-- Try it --
Print the records below from the first line through the line containing "I: IntoIterator<Item = &'a", both included, word for word.

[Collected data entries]
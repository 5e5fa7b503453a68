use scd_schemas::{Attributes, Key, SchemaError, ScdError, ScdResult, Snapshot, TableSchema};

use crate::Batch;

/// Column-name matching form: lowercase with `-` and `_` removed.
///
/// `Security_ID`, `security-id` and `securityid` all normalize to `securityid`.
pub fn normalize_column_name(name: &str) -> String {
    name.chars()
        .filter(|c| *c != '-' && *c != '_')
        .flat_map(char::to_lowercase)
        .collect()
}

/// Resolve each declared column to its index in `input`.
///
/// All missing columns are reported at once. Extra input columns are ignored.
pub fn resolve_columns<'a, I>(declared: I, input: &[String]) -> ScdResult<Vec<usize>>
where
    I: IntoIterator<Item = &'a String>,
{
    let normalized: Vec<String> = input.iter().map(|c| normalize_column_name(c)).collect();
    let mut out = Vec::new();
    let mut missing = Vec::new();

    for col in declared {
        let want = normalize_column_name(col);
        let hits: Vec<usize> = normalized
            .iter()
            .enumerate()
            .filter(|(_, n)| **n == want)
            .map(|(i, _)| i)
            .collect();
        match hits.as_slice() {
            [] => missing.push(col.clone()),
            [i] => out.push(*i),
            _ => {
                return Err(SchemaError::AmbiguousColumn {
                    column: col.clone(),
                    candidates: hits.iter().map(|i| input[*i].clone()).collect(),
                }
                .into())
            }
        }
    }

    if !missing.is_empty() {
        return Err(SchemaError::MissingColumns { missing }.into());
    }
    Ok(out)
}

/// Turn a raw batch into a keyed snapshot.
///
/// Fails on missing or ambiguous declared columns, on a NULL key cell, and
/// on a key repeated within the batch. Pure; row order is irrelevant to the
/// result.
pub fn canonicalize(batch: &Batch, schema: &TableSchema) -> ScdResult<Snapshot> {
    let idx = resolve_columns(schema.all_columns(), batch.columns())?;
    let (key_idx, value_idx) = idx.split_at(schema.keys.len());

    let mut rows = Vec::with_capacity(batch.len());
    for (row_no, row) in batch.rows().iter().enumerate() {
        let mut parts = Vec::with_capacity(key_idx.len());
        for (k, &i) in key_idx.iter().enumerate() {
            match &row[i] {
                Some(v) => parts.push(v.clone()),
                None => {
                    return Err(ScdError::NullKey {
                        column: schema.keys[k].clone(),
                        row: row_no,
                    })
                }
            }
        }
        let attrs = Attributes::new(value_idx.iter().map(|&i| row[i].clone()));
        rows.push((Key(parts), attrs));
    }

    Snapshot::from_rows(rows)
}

-- Solution for this problem --
repository 5e5fa7b503453a68
use scd_schemas::{Attributes, Key, SchemaError, ScdError, ScdResult, Snapshot, TableSchema};

use crate::Batch;

/// Column-name matching form: lowercase with `-` and `_` removed.
///
/// `Security_ID`, `security-id` and `securityid` all normalize to `securityid`.
pub fn normalize_column_name(name: &str) -> String {
    name.chars()
        .filter(|c| *c != '-' && *c != '_')
        .flat_map(char::to_lowercase)
        .collect()
}

/// Resolve each declared column to its index in `input`.
///
/// All missing columns are reported at once. Extra input columns are ignored.
pub fn resolve_columns<'a, I>(declared: I, input: &[String]) -> ScdResult<Vec<usize>>
where
    I: IntoIterator<Item = &'a String>,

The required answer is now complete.